DATA EXTRACT:
⁂

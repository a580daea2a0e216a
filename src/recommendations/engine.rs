use std::sync::Arc;

use chrono::Duration;
use serde::Serialize;
use serde_json::json;
use sqlx::SqlitePool;
use tracing::info;

use super::templates::MoodBand;
use crate::config::AppConfig;
use crate::database::models::Recommendation;
use crate::database::{new_id, now};
use crate::error::AppError;
use crate::mood::{round1, MoodTracker};
use crate::notifications::{NotificationService, NotificationType};

const MOOD_WINDOW: i64 = 7;
const EXPIRY_DAYS: i64 = 7;
const LIST_LIMIT: i64 = 5;

#[derive(Debug, Clone, Serialize)]
pub struct GeneratedRecommendations {
    pub mood_average: f64,
    pub band: MoodBand,
    pub recommendations: Vec<Recommendation>,
}

pub struct RecommendationEngine {
    pool: SqlitePool,
    config: Arc<AppConfig>,
}

impl RecommendationEngine {
    pub fn new(pool: SqlitePool, config: Arc<AppConfig>) -> Self {
        Self { pool, config }
    }

    pub async fn generate(&self, user_id: &str) -> Result<GeneratedRecommendations, AppError> {
        let (average, entries) = MoodTracker::new(self.pool.clone(), self.config.clone())
            .recent_average(user_id, MOOD_WINDOW)
            .await?
            .ok_or_else(|| AppError::validation("Log a mood entry before asking for recommendations"))?;
        let band = MoodBand::from_average(average);
        let drawn = band.draw(&mut rand::thread_rng());

        let created_at = now();
        let expires_at = created_at + Duration::days(EXPIRY_DAYS);
        let based_on = json!({
            "mood_average": round1(average),
            "entries_considered": entries,
            "band": band.as_str(),
        });

        let mut ids = Vec::with_capacity(drawn.len());
        for (template, priority) in drawn {
            let id = new_id();
            sqlx::query(
                r#"
                INSERT INTO ai_recommendations
                (id, user_id, recommendation_type, title, description, reason, confidence_score,
                 based_on_data, priority, expires_at, created_at)
                VALUES (?, ?, ?, ?, ?, ?, ?, ?, ?, ?, ?)
                "#,
            )
            .bind(&id)
            .bind(user_id)
            .bind(template.kind.as_str())
            .bind(template.title)
            .bind(template.description)
            .bind(band.reason())
            .bind(band.confidence())
            .bind(serde_json::to_string(&based_on)?)
            .bind(priority)
            .bind(expires_at)
            .bind(created_at)
            .execute(&self.pool)
            .await?;
            ids.push(id);
        }

        let mut recommendations = Vec::with_capacity(ids.len());
        for id in &ids {
            recommendations.push(self.get(user_id, id).await?);
        }

        NotificationService::new(self.pool.clone())
            .notify(
                user_id,
                NotificationType::Recommendation,
                "New recommendations",
                "We picked a few suggestions based on your recent mood.",
                Some("/recommendations"),
            )
            .await?;

        info!(
            "Generated {} recommendations for user {} ({} band)",
            recommendations.len(),
            user_id,
            band.as_str()
        );
        Ok(GeneratedRecommendations {
            mood_average: round1(average),
            band,
            recommendations,
        })
    }

    async fn get(&self, user_id: &str, recommendation_id: &str) -> Result<Recommendation, AppError> {
        sqlx::query_as::<_, Recommendation>("SELECT * FROM ai_recommendations WHERE id = ? AND user_id = ?")
            .bind(recommendation_id)
            .bind(user_id)
            .fetch_optional(&self.pool)
            .await?
            .ok_or_else(|| AppError::not_found("Recommendation"))
    }

    /// Open recommendations: not viewed, not dismissed, not expired.
    pub async fn list(&self, user_id: &str) -> Result<Vec<Recommendation>, AppError> {
        let rows = sqlx::query_as::<_, Recommendation>(
            r#"
            SELECT * FROM ai_recommendations
            WHERE user_id = ? AND viewed = 0 AND dismissed = 0
              AND (expires_at IS NULL OR expires_at > ?)
            ORDER BY priority DESC, created_at DESC
            LIMIT ?
            "#,
        )
        .bind(user_id)
        .bind(now())
        .bind(LIST_LIMIT)
        .fetch_all(&self.pool)
        .await?;
        Ok(rows)
    }

    pub async fn mark_viewed(&self, user_id: &str, recommendation_id: &str) -> Result<Recommendation, AppError> {
        self.get(user_id, recommendation_id).await?;
        sqlx::query("UPDATE ai_recommendations SET viewed = 1 WHERE id = ?")
            .bind(recommendation_id)
            .execute(&self.pool)
            .await?;
        self.get(user_id, recommendation_id).await
    }

    pub async fn dismiss(&self, user_id: &str, recommendation_id: &str) -> Result<Recommendation, AppError> {
        self.get(user_id, recommendation_id).await?;
        sqlx::query("UPDATE ai_recommendations SET dismissed = 1 WHERE id = ?")
            .bind(recommendation_id)
            .execute(&self.pool)
            .await?;
        self.get(user_id, recommendation_id).await
    }
}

⁂

WORK INSTRUCTION: Please restate only the opening stretch of the records above: every line from the first through the one containing "let created_at = now();", exactly as written.

OUTPUT OF THE TASK:
repository a580daea2a0e216a
filename src/recommendations/engine.rs
use std::sync::Arc;

use chrono::Duration;
use serde::Serialize;
use serde_json::json;
use sqlx::SqlitePool;
use tracing::info;

use super::templates::MoodBand;
use crate::config::AppConfig;
use crate::database::models::Recommendation;
use crate::database::{new_id, now};
use crate::error::AppError;
use crate::mood::{round1, MoodTracker};
use crate::notifications::{NotificationService, NotificationType};

const MOOD_WINDOW: i64 = 7;
const EXPIRY_DAYS: i64 = 7;
const LIST_LIMIT: i64 = 5;

#[derive(Debug, Clone, Serialize)]
pub struct GeneratedRecommendations {
    pub mood_average: f64,
    pub band: MoodBand,
    pub recommendations: Vec<Recommendation>,
}

pub struct RecommendationEngine {
    pool: SqlitePool,
    config: Arc<AppConfig>,
}

impl RecommendationEngine {
    pub fn new(pool: SqlitePool, config: Arc<AppConfig>) -> Self {
        Self { pool, config }
    }

    pub async fn generate(&self, user_id: &str) -> Result<GeneratedRecommendations, AppError> {
        let (average, entries) = MoodTracker::new(self.pool.clone(), self.config.clone())
            .recent_average(user_id, MOOD_WINDOW)
            .await?
            .ok_or_else(|| AppError::validation("Log a mood entry before asking for recommendations"))?;
        let band = MoodBand::from_average(average);
        let drawn = band.draw(&mut rand::thread_rng());

        let created_at = now();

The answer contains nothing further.